Dáil debates
Thursday, 12 March 2015
Children and Family Relationships Bill 2015: Report Stage (Resumed) and Final Stage
1:50 pm
Róisín Shortall (Dublin North West, Independent) | Oireachtas source
The Minister has not provided any basis for the selection of 12 months as the magic number. Will she do so? In the context of the 12-month period, how is cohabitation established? The Minister also stated that information will be "readily available". I do not know what that means. As far as I can see, the Bill or the amendments do not provide for information to be made available, and that is why I have suggested an amendment that the registrar of births "shall be required to inform" people of their rights to make a statutory declaration. There is woolly stuff there about information being made available, and this needs to be set down in law. Just as provisions have been set down that the registrar must inform people that there is additional information on the issue we discussed earlier, why can this not be done for parents with regard to the right to make a statutory declaration?

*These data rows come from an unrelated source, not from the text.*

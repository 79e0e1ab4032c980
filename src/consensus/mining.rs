// Block production: candidate assembly, proof-of-work search, attestation

use crate::chain::{IntegrityError, NodeState, SharedState};
use crate::config::ConsensusParams;
use crate::consensus::pow::{Miner, RoundOutcome};
use crate::consensus::reward::RewardSchedule;
use crate::consensus::time_verification::TimeVerificationProtocol;
use crate::consensus::validation::VerifierSet;
use crate::core::{Block, Hash256, MinerKey, now_nanos};
use crate::network::PeerTransport;
use crate::wallet::Identity;
use std::sync::Arc;
use std::time::Instant;
use tokio::sync::watch;

/// Why an attempt ended without a block
#[derive(Debug, Clone, Copy, PartialEq, Eq)]
pub enum AbortReason {
    PoolDry,
    QuorumFailed,
    /// Integrity violation or a dead search worker
    Fault,
}

/// Lifecycle of one `create_block` call
#[derive(Debug, Clone, Copy, PartialEq, Eq)]
pub enum MiningPhase {
    Idle,
    Preparing,
    Searching,
    Verifying,
    Done,
    Aborted(AbortReason),
}

#[derive(Debug, thiserror::Error)]
pub enum MiningError {
    /// Nothing to mine; retry later
    #[error("transaction pool is dry")]
    PoolDry,
    /// A verifier set stayed below quorum; the candidate is discarded
    #[error("{set} time verification quorum not reached: {obtained} of {required}")]
    QuorumFailed {
        set: VerifierSet,
        obtained: usize,
        required: usize,
    },
    #[error("chain integrity violated: {0}")]
    Integrity(#[from] IntegrityError),
    #[error("proof-of-work worker stopped unexpectedly")]
    Interrupted,
}

impl MiningError {
    /// Fatal errors must stop block production
    pub fn is_fatal(&self) -> bool {
        matches!(self, MiningError::Integrity(_))
    }

    fn abort_reason(&self) -> AbortReason {
        match self {
            MiningError::PoolDry => AbortReason::PoolDry,
            MiningError::QuorumFailed { .. } => AbortReason::QuorumFailed,
            MiningError::Integrity(_) | MiningError::Interrupted => AbortReason::Fault,
        }
    }
}

/// Assemble a fresh candidate on the current tip from every pending
/// transaction, flagging them as being mined.
pub fn build_candidate(state: &mut NodeState, miner: &MinerKey) -> Result<Block, MiningError> {
    state.chain.check_tip_link()?;
    state.pool.prune_finalized();

    let transactions = state.pool.snapshot();
    if transactions.is_empty() {
        return Err(MiningError::PoolDry);
    }
    state.pool.mark_mining(&transactions);

    let difficulty = state
        .validator()
        .difficulty_engine()
        .difficulty_for_next_block(&state.chain);
    // Never older than the block it extends
    let timestamp = now_nanos().max(state.chain.tip().timestamp);

    Ok(Block::candidate(
        miner.clone(),
        transactions,
        difficulty,
        timestamp,
        state.chain.tip_hash(),
    ))
}

/// Bring a candidate in line with the current tip and pool.
///
/// Transactions finalized elsewhere since the last round are dropped and
/// new submissions picked up. Returns whether the candidate was rebuilt;
/// a rebuilt candidate restarts at nonce zero with no attestations.
pub fn resync(state: &mut NodeState, block: &mut Block) -> Result<bool, MiningError> {
    state.chain.check_tip_link()?;
    state.pool.prune_finalized();

    if state.chain.tip_hash() == block.previous_block_hash
        && state.pool.transactions() == block.transactions.as_slice()
    {
        return Ok(false);
    }

    state.pool.release(&block.transactions);
    *block = build_candidate(state, &block.miner)?;
    Ok(true)
}

#[derive(Debug, PartialEq, Eq)]
enum SearchOutcome {
    Found,
    /// The candidate changed and needs fresh pre-mining attestations
    Rebuilt,
}

pub struct MiningEngine<T: PeerTransport> {
    state: SharedState,
    identity: Arc<Identity>,
    protocol: TimeVerificationProtocol<T>,
    reward: RewardSchedule,
    nonces_per_round: u64,
    cancel_check_interval: u64,
    phase: watch::Sender<MiningPhase>,
}

impl<T: PeerTransport> MiningEngine<T> {
    pub fn new(
        state: SharedState,
        identity: Arc<Identity>,
        protocol: TimeVerificationProtocol<T>,
        params: &ConsensusParams,
    ) -> Self {
        let (phase, _) = watch::channel(MiningPhase::Idle);
        Self {
            state,
            identity,
            protocol,
            reward: RewardSchedule::new(params),
            nonces_per_round: params.nonces_per_round.max(1),
            cancel_check_interval: params.cancel_check_interval.max(1),
            phase,
        }
    }

    pub fn subscribe_phase(&self) -> watch::Receiver<MiningPhase> {
        self.phase.subscribe()
    }

    pub fn phase(&self) -> MiningPhase {
        *self.phase.borrow()
    }

    pub fn protocol(&self) -> &TimeVerificationProtocol<T> {
        &self.protocol
    }

    fn set_phase(&self, phase: MiningPhase) {
        log::debug!("Mining phase: {:?}", phase);
        self.phase.send_replace(phase);
    }

    /// Produce one attested block from the pending transactions.
    ///
    /// The returned block extends the tip current at completion and its
    /// transactions are already finalized in the pool. The caller appends
    /// it through `NodeState::accept_block`.
    pub async fn create_block(&self) -> Result<Block, MiningError> {
        let result = self.run_attempt().await;
        match &result {
            Ok(_) => self.set_phase(MiningPhase::Done),
            Err(e) => {
                log::info!("Mining attempt aborted: {}", e);
                self.set_phase(MiningPhase::Aborted(e.abort_reason()));
            }
        }
        result
    }

    async fn run_attempt(&self) -> Result<Block, MiningError> {
        let started = Instant::now();
        self.set_phase(MiningPhase::Preparing);

        let (mut block, mut tip_rx) = {
            let mut state = self.state.write().await;
            let tip_rx = state.subscribe_tip();
            (build_candidate(&mut state, &self.identity.miner_key())?, tip_rx)
        };

        match self.search_and_verify(&mut block, &mut tip_rx, started).await {
            Ok(()) => Ok(block),
            Err(e) => {
                self.state.write().await.pool.release(&block.transactions);
                Err(e)
            }
        }
    }

    async fn search_and_verify(
        &self,
        block: &mut Block,
        tip_rx: &mut watch::Receiver<Hash256>,
        started: Instant,
    ) -> Result<(), MiningError> {
        let mut miner = Miner::new();

        loop {
            let mut pre_quorum = self.attest_candidate(block).await.is_ok();

            self.set_phase(MiningPhase::Searching);
            log::info!(
                "Mining block with {} transactions at difficulty {}",
                block.transactions.len(),
                block.difficulty
            );
            let outcome = self.search(block, &mut miner, tip_rx, &mut pre_quorum).await?;
            if outcome == SearchOutcome::Rebuilt {
                continue;
            }

            self.set_phase(MiningPhase::Verifying);
            block.mining_time = started.elapsed();
            let round = self.protocol.collect_attestations(block).await;

            let mut state = self.state.write().await;
            if state.chain.tip_hash() != block.previous_block_hash {
                log::info!("Tip moved during verification, rebuilding candidate");
                tip_rx.borrow_and_update();
                resync(&mut state, block)?;
                continue;
            }

            if !round.has_quorum() {
                return Err(MiningError::QuorumFailed {
                    set: VerifierSet::PostMining,
                    obtained: round.obtained(),
                    required: round.required,
                });
            }

            let (verifiers, signatures) = round.into_verifier_sets();
            block.time_verifiers = verifiers;
            block.time_verifier_signatures = signatures;

            state.pool.mark_mined(&block.transactions);
            state.pool.prune_finalized();

            let miners = state.chain.miner_count(state.chain.height()) as u64;
            log::info!(
                "Mined block {} in {:.2}s after {} hashes, reward {:.6}",
                block.hash(),
                block.mining_time.as_secs_f64(),
                miner.attempts(),
                self.reward.block_reward(miners)
            );
            return Ok(());
        }
    }

    /// Gather the pre-search quorum for the current candidate. A shortfall
    /// does not stop the search: the set is collected again between rounds
    /// until it reaches quorum.
    async fn attest_candidate(&self, block: &mut Block) -> Result<(), MiningError> {
        let round = self.protocol.collect_attestations(block).await;
        let shortfall = (!round.has_quorum()).then(|| MiningError::QuorumFailed {
            set: VerifierSet::PreMining,
            obtained: round.obtained(),
            required: round.required,
        });
        if let Some(e) = &shortfall {
            log::warn!("Pre-mining attestation short: {}", e);
        }

        let (verifiers, signatures) = round.into_verifier_sets();
        block.pre_mining_time_verifiers = verifiers;
        block.pre_mining_time_verifier_signatures = signatures;
        shortfall.map_or(Ok(()), Err)
    }

    /// Run search rounds on a blocking worker until a nonce is found or the
    /// candidate has to be rebuilt. Between rounds the candidate is resynced
    /// with the pool and tip, and a short pre-mining set is collected again.
    async fn search(
        &self,
        block: &mut Block,
        miner: &mut Miner,
        tip_rx: &mut watch::Receiver<Hash256>,
        pre_quorum: &mut bool,
    ) -> Result<SearchOutcome, MiningError> {
        loop {
            let mut work = block.clone();
            let mut worker = std::mem::take(miner);
            let interrupt = tip_rx.clone();
            let nonces = self.nonces_per_round;
            let check_every = self.cancel_check_interval;

            let (work, worker, outcome) = tokio::task::spawn_blocking(move || {
                let outcome = worker.mine_round(&mut work, nonces, check_every, || {
                    interrupt.has_changed().unwrap_or(false)
                });
                (work, worker, outcome)
            })
            .await
            .map_err(|_| MiningError::Interrupted)?;

            *block = work;
            *miner = worker;

            if let RoundOutcome::Found(hash) = outcome {
                if *pre_quorum {
                    log::debug!("Found nonce {} ({})", block.nonce, hash);
                    return Ok(SearchOutcome::Found);
                }
                // The pre-mining set is sealed into the hash, so refilling it spends this nonce
                log::info!("Nonce found with the pre-mining set short, attesting again");
                self.attest_candidate(block).await?;
                *pre_quorum = true;
                continue;
            }

            let rebuilt = {
                let mut state = self.state.write().await;
                tip_rx.borrow_and_update();
                resync(&mut state, block)?
            };
            if rebuilt {
                log::info!("Candidate rebuilt on tip {}", block.previous_block_hash);
                return Ok(SearchOutcome::Rebuilt);
            }
            if !*pre_quorum {
                *pre_quorum = self.attest_candidate(block).await.is_ok();
            }
        }
    }
}
// Chain store, transaction pool, and the lock that serializes both

mod pool;
mod store;

pub use pool::{SubmitOutcome, TransactionPool, TxStatus};
pub use store::ChainStore;

use crate::config::ConsensusParams;
use crate::consensus::{BlockValidator, ValidationError};
use crate::core::{Block, Hash256, Transaction};
use std::sync::Arc;
use tokio::sync::{RwLock, watch};

/// Corruption of the stored chain. Fatal: block production must stop.
#[derive(Debug, Clone, PartialEq, Eq, thiserror::Error)]
pub enum IntegrityError {
    #[error("chain does not start with the genesis block")]
    MissingGenesis,
    #[error("block at height {height} does not link to its predecessor")]
    BrokenLink { height: usize },
    #[error("cached tip hash does not match the stored tip")]
    TipMismatch,
}

/// Single source of truth for the chain, the pool and the status map.
/// Every mutation goes through `SharedState`'s lock.
pub type SharedState = Arc<RwLock<NodeState>>;

pub struct NodeState {
    pub chain: ChainStore,
    pub pool: TransactionPool,
    validator: BlockValidator,
    tip_tx: watch::Sender<Hash256>,
}

impl NodeState {
    /// Fresh state: genesis only, empty pool
    pub fn new(params: ConsensusParams) -> Self {
        Self::from_parts(ChainStore::new(), TransactionPool::new(), params)
    }

    pub fn from_parts(chain: ChainStore, pool: TransactionPool, params: ConsensusParams) -> Self {
        let (tip_tx, _) = watch::channel(chain.tip_hash());
        Self {
            chain,
            pool,
            validator: BlockValidator::new(params),
            tip_tx,
        }
    }

    pub fn into_shared(self) -> SharedState {
        Arc::new(RwLock::new(self))
    }

    /// Receiver notified with the new tip hash whenever a block is accepted
    pub fn subscribe_tip(&self) -> watch::Receiver<Hash256> {
        self.tip_tx.subscribe()
    }

    pub fn validator(&self) -> &BlockValidator {
        &self.validator
    }

    /// Accept a block, locally mined or received from a peer.
    ///
    /// The only chain writer: validates against the current tip, appends,
    /// finalizes the block's transactions in the pool, and raises the
    /// tip-change signal for any search in progress.
    pub fn accept_block(&mut self, block: Block) -> Result<Hash256, ValidationError> {
        self.validator.validate_block(&self.chain, &block)?;

        self.pool.mark_mined(&block.transactions);
        let pruned = self.pool.prune_finalized();
        self.chain.push(block);

        let tip = self.chain.tip_hash();
        self.tip_tx.send_replace(tip);
        log::info!(
            "Accepted block {} at height {} ({} pool entries finalized)",
            tip,
            self.chain.height() - 1,
            pruned
        );
        Ok(tip)
    }

    /// Return the transactions of a locally mined block that failed
    /// acceptance to the pool, except those the chain already finalized.
    pub fn reinstate_transactions(&mut self, block: &Block) -> usize {
        let chain = &self.chain;
        self.pool
            .reinstate(&block.transactions, |hash| chain.is_finalized(hash))
    }

    /// Submit a transaction to the pool. Transactions already finalized in
    /// the chain are ignored.
    pub fn submit_transaction(&mut self, tx: Transaction) -> SubmitOutcome {
        if self.chain.is_finalized(&tx.hash()) {
            return SubmitOutcome::Ignored(TxStatus::Mined);
        }
        self.pool.submit(tx)
    }
}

I cannot understand why the Minister will not provide for a record of statutory declarations. How does a person who has made a statutory declaration establish that as the case five years afterwards if he happens to have mislaid the declaration? Why can a register not be provided? An important point was made by Deputy Tuffy that unmarried fathers' rights are frequently overlooked when it comes to adoption. That is a major problem, which was a feature of a recent legal case in which somebody with no blood relationship with the child ended up having superior rights to the genetic father of the child. Given that the Law Reform Commission and the special rapporteur, Dr. Geoffrey Shannon, have both clearly recommended automatic guardianship, why is their advice being ignored?